[Data records]
=== Begin Enclosure ===
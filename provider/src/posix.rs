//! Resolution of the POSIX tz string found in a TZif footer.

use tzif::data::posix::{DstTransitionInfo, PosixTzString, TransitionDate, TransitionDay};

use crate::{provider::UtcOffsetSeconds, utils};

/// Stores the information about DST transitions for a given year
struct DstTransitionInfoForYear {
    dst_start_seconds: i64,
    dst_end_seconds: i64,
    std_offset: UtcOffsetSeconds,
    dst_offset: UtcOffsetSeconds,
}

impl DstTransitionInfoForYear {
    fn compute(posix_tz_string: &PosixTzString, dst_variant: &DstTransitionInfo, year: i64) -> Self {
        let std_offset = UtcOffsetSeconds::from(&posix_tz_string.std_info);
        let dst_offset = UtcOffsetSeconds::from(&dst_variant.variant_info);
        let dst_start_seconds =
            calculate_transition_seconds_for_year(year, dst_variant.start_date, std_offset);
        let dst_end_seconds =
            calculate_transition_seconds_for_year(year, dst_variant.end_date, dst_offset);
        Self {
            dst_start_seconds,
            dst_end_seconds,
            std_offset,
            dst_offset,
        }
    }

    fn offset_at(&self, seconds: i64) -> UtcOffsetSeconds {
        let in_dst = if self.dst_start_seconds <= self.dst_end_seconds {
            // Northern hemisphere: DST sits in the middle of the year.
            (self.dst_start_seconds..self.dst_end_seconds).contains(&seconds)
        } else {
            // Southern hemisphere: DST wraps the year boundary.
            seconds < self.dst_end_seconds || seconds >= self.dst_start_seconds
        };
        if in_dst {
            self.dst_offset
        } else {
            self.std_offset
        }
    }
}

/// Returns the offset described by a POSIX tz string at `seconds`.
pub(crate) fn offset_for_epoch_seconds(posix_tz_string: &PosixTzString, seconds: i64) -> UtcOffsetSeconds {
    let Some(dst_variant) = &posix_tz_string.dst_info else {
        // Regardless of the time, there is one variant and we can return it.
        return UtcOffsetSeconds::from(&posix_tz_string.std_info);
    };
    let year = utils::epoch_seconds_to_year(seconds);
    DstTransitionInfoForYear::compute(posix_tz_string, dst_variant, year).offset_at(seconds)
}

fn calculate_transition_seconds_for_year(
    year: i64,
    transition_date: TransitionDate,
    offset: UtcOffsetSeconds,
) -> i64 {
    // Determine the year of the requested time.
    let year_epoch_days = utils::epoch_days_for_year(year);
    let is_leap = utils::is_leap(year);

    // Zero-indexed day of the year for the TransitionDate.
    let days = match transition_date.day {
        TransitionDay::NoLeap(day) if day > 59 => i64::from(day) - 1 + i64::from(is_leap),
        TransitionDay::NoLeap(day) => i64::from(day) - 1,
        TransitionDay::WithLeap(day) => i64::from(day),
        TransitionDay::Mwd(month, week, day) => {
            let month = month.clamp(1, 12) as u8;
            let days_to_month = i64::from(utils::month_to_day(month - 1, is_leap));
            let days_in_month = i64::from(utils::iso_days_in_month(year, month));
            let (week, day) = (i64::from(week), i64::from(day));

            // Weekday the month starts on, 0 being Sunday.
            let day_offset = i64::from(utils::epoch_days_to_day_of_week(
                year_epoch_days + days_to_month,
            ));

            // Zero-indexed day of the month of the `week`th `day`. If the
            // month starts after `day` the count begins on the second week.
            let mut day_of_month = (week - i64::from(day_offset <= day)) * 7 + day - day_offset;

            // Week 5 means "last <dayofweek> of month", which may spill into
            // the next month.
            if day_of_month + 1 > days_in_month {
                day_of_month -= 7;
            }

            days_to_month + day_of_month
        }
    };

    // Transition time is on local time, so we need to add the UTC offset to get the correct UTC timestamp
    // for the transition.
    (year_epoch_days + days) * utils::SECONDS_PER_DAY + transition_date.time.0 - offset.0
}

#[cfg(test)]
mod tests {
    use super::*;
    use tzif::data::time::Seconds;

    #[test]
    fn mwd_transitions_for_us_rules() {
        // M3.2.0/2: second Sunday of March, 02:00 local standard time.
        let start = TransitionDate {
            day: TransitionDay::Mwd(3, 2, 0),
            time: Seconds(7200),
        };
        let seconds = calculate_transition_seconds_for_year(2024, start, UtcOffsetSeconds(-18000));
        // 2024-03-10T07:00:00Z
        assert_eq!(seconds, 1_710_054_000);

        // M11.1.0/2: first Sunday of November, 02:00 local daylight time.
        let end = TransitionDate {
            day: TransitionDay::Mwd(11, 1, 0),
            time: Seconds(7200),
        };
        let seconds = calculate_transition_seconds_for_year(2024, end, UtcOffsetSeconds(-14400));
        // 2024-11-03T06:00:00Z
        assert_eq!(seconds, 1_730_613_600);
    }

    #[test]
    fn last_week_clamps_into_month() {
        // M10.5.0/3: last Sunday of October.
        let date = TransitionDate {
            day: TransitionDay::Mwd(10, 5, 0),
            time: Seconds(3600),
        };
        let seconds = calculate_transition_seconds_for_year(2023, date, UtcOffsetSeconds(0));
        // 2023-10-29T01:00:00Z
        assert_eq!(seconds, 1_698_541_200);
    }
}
=== End Enclosure ===
=== Begin Enclosure ===
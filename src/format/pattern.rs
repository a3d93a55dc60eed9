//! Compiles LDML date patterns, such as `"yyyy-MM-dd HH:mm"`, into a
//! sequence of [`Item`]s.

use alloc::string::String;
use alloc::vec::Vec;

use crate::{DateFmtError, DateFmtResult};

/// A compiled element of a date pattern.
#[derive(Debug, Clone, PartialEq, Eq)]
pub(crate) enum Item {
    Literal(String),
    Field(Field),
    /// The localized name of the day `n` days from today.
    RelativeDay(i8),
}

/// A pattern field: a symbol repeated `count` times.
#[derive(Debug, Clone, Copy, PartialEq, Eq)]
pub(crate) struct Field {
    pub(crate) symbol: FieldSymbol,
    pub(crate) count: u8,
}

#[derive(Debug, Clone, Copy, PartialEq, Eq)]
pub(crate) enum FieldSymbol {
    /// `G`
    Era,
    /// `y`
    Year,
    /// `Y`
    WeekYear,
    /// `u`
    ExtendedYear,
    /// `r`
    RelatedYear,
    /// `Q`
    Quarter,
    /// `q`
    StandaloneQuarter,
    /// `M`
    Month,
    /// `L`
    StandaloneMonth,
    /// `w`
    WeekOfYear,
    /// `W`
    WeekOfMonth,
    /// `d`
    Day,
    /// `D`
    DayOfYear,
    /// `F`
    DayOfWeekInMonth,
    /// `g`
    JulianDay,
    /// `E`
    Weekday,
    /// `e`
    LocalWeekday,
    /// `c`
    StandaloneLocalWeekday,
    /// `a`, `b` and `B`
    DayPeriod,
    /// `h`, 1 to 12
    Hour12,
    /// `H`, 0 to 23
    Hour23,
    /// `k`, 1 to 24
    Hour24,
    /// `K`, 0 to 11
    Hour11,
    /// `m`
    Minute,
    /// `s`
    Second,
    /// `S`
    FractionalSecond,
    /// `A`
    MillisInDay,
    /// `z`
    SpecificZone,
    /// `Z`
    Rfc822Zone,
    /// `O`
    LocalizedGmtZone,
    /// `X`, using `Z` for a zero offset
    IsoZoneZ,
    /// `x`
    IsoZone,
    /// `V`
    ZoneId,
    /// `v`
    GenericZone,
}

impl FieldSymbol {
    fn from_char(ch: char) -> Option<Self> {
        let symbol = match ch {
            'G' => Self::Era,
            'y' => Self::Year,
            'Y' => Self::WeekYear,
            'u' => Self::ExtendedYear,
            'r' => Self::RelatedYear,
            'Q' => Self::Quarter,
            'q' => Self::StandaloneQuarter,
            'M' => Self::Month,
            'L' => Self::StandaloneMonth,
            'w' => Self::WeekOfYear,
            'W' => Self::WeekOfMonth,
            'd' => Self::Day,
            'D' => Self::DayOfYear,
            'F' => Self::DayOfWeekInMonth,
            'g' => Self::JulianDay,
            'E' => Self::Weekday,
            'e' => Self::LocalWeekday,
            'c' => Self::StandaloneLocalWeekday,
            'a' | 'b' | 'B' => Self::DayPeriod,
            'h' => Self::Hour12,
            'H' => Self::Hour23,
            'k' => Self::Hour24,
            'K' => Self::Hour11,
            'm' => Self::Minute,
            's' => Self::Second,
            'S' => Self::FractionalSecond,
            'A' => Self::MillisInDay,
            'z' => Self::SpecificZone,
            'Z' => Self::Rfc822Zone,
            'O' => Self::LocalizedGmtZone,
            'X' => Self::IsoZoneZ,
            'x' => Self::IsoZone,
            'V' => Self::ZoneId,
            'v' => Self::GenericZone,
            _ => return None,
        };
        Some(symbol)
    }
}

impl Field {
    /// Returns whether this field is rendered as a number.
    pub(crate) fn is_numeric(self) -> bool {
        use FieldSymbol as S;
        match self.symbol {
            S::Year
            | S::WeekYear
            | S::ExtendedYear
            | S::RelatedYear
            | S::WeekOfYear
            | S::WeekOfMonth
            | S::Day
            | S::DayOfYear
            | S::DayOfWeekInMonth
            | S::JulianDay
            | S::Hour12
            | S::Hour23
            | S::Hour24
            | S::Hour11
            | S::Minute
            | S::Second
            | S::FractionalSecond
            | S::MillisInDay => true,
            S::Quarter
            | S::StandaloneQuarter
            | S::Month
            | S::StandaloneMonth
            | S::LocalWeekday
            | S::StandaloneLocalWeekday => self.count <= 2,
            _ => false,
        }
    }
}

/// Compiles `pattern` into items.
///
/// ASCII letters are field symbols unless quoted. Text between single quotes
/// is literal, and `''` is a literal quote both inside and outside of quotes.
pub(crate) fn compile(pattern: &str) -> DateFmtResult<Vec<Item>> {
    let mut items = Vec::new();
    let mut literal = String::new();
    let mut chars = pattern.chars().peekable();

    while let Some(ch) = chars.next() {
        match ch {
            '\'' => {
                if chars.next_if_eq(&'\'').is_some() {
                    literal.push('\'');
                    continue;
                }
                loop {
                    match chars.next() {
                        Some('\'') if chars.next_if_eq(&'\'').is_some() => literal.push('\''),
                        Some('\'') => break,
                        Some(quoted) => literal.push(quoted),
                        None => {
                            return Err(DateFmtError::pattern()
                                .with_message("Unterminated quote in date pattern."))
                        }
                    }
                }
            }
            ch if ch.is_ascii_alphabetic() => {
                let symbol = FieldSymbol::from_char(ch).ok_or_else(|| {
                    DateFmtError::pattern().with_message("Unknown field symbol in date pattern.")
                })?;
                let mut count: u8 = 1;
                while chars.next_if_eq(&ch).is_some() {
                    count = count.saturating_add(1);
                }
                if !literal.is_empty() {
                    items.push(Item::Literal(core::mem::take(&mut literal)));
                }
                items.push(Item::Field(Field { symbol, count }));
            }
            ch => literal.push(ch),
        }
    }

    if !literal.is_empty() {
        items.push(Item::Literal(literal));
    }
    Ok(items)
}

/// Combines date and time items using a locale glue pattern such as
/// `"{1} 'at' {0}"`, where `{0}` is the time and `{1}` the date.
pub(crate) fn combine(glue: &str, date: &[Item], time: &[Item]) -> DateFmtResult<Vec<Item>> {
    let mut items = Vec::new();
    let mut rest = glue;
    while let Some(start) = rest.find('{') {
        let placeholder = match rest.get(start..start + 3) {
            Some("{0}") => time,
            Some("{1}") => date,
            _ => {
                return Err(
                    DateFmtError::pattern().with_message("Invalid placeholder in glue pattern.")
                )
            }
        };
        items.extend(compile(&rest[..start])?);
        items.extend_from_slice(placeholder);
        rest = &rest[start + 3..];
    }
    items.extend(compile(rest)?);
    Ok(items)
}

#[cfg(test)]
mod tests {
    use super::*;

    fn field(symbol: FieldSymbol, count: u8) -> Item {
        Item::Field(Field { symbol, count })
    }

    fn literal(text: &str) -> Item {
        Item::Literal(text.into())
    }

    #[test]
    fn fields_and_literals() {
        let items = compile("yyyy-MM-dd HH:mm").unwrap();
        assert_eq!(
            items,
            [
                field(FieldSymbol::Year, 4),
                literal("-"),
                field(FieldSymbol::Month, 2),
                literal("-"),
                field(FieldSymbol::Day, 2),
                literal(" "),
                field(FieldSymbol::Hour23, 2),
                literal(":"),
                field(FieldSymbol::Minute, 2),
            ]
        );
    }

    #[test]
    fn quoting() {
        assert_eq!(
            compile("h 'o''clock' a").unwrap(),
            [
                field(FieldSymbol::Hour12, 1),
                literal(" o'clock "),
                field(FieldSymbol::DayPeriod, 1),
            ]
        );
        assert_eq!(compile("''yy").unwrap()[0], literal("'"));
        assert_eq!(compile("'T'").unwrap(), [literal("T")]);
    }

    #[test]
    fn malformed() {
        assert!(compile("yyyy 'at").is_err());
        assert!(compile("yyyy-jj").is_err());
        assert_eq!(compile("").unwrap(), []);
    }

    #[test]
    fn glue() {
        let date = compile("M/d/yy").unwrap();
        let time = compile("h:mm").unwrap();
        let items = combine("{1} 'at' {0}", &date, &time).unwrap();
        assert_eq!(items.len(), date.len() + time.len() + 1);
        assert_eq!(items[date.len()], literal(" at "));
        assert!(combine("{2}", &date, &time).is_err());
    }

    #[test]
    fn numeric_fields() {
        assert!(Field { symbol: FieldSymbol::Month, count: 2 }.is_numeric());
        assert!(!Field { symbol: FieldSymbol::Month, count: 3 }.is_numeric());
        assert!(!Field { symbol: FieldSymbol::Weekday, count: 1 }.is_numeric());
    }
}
=== End Enclosure ===
=== Begin Enclosure ===
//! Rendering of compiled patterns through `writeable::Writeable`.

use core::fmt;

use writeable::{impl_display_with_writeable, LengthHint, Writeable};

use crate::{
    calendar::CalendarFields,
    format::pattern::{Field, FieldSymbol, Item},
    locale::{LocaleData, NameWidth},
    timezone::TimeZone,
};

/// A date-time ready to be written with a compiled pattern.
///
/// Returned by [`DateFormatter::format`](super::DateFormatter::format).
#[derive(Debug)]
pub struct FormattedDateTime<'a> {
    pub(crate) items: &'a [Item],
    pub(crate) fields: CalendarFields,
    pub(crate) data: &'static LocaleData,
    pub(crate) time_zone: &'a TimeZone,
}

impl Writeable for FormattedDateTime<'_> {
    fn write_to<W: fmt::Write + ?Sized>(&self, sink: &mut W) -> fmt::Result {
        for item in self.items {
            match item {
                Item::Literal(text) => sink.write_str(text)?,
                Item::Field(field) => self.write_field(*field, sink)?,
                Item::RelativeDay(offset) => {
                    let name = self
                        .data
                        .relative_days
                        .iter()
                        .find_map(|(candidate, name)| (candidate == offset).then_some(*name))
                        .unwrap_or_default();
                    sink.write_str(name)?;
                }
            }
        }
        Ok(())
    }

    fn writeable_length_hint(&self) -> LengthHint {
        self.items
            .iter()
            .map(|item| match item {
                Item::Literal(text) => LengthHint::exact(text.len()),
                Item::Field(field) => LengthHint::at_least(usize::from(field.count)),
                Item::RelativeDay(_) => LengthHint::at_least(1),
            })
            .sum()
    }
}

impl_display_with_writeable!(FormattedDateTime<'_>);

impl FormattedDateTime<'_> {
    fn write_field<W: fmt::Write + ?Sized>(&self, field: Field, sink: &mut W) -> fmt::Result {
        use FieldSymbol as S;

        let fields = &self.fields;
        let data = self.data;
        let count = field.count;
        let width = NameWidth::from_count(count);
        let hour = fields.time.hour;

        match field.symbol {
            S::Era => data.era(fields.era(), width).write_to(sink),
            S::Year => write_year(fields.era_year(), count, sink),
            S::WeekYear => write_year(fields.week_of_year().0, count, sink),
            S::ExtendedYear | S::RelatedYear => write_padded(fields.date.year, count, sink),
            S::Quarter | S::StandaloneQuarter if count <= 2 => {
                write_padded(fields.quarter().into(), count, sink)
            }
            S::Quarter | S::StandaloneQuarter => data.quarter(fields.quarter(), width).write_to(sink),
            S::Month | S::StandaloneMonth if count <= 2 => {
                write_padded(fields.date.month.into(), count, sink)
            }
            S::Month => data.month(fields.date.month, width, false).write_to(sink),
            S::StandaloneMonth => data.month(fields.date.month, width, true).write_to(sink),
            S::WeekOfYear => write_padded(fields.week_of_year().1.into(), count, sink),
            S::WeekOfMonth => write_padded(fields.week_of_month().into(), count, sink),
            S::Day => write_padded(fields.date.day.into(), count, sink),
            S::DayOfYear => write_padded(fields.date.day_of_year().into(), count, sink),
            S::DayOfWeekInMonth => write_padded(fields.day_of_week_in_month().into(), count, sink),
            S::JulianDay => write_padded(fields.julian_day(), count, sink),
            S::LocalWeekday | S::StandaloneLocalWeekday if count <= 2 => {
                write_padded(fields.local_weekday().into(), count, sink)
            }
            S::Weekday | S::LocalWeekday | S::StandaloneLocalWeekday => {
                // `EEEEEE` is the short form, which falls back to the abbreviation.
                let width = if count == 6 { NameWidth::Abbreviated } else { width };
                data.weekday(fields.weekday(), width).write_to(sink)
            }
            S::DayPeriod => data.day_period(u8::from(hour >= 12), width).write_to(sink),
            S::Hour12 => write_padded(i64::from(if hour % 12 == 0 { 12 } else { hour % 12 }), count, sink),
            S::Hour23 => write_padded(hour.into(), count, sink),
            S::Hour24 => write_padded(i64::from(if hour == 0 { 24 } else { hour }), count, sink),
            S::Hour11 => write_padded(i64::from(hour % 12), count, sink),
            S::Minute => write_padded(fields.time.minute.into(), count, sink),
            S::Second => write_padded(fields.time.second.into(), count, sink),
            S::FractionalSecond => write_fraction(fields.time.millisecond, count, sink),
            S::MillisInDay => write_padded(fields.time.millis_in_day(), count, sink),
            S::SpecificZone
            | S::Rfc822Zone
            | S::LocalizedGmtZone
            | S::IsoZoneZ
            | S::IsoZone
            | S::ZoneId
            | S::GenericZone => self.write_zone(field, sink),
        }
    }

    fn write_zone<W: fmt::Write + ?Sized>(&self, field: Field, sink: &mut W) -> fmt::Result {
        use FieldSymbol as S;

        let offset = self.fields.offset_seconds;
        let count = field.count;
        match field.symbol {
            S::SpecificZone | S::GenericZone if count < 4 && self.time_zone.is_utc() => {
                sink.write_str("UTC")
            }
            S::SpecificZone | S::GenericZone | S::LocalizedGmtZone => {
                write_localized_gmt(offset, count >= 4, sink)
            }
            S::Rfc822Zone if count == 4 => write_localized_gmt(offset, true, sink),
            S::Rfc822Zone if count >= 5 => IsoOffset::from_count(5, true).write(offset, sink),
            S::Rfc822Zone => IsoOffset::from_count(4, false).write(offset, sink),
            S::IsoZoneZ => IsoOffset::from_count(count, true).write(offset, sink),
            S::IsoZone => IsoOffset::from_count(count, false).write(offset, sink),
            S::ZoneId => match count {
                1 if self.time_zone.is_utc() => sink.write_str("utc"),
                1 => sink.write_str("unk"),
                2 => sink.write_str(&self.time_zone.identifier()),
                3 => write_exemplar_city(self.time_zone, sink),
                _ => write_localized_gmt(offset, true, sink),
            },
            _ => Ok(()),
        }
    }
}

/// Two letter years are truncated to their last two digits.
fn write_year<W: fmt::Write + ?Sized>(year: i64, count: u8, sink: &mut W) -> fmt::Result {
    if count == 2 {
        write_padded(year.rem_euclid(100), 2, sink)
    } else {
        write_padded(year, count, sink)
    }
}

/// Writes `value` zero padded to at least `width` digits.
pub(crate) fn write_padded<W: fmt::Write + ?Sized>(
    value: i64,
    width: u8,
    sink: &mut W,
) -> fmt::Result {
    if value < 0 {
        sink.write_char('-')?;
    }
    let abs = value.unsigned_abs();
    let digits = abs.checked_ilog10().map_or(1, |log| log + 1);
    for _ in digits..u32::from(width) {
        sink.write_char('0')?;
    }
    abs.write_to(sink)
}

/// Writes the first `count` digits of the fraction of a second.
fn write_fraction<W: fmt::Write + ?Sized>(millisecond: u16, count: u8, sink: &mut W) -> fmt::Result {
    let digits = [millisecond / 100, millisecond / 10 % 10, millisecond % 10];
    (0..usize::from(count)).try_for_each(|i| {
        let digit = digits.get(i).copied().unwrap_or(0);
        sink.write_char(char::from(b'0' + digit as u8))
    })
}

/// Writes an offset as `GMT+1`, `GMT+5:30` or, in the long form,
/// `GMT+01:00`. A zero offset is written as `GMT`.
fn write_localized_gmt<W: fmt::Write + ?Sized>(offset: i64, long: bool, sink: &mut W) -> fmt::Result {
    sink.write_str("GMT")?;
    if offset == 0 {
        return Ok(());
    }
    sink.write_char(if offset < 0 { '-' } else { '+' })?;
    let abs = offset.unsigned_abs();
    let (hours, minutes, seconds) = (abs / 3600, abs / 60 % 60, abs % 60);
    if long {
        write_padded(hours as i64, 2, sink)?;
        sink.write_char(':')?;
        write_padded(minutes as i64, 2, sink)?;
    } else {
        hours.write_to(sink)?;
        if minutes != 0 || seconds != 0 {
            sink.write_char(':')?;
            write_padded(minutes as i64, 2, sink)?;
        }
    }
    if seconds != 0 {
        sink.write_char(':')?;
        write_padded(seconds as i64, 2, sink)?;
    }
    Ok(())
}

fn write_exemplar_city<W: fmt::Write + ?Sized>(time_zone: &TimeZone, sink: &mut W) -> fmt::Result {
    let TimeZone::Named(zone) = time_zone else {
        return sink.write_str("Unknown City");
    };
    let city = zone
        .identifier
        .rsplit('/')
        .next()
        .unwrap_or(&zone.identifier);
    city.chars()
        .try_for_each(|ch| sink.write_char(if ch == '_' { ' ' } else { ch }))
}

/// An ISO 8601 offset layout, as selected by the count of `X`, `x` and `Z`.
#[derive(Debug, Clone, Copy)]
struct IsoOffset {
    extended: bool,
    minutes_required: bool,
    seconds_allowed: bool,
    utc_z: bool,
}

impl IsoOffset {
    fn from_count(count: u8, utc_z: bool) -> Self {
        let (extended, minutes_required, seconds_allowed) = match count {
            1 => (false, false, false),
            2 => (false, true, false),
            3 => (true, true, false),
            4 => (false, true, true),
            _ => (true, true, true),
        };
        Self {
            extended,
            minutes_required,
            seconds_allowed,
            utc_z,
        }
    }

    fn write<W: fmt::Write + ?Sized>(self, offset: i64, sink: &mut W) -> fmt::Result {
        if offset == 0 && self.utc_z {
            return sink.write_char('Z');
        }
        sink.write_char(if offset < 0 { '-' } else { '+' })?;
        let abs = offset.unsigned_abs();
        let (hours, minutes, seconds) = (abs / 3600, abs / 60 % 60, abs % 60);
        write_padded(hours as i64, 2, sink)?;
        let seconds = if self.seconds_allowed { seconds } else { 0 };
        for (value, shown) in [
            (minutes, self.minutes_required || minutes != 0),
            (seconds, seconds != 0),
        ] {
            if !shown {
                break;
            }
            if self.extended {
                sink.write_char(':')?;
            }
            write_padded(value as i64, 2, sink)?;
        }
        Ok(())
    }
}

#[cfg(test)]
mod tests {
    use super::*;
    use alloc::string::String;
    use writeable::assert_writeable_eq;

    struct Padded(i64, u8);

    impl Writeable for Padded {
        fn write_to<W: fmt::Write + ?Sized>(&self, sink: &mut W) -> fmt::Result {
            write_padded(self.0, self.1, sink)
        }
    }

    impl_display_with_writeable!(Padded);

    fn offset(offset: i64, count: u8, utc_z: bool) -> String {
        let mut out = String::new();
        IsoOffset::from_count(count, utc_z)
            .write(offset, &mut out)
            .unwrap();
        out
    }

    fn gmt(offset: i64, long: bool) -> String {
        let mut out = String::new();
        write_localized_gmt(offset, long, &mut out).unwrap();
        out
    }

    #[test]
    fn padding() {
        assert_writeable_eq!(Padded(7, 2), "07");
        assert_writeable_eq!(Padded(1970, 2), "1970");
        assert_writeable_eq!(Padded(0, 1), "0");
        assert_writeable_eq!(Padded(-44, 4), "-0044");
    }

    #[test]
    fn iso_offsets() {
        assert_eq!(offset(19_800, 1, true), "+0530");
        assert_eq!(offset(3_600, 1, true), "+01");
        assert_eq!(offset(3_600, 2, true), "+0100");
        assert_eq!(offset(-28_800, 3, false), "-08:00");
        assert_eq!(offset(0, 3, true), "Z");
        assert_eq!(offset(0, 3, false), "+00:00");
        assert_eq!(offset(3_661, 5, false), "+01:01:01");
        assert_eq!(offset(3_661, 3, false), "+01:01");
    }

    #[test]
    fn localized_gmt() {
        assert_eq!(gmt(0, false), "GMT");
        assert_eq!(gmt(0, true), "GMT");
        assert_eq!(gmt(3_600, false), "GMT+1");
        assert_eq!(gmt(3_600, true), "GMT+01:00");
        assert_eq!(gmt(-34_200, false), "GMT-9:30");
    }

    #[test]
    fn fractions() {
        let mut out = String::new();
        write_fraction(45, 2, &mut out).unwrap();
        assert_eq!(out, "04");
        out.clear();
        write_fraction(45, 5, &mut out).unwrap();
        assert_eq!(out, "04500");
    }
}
=== End Enclosure ===
* **REQUIRED ACTION**
Among the records above, find each line holding "core" and list it.

* **RESPONSE AREA**
                    items.push(Item::Literal(core::mem::take(&mut literal)));
use core::fmt;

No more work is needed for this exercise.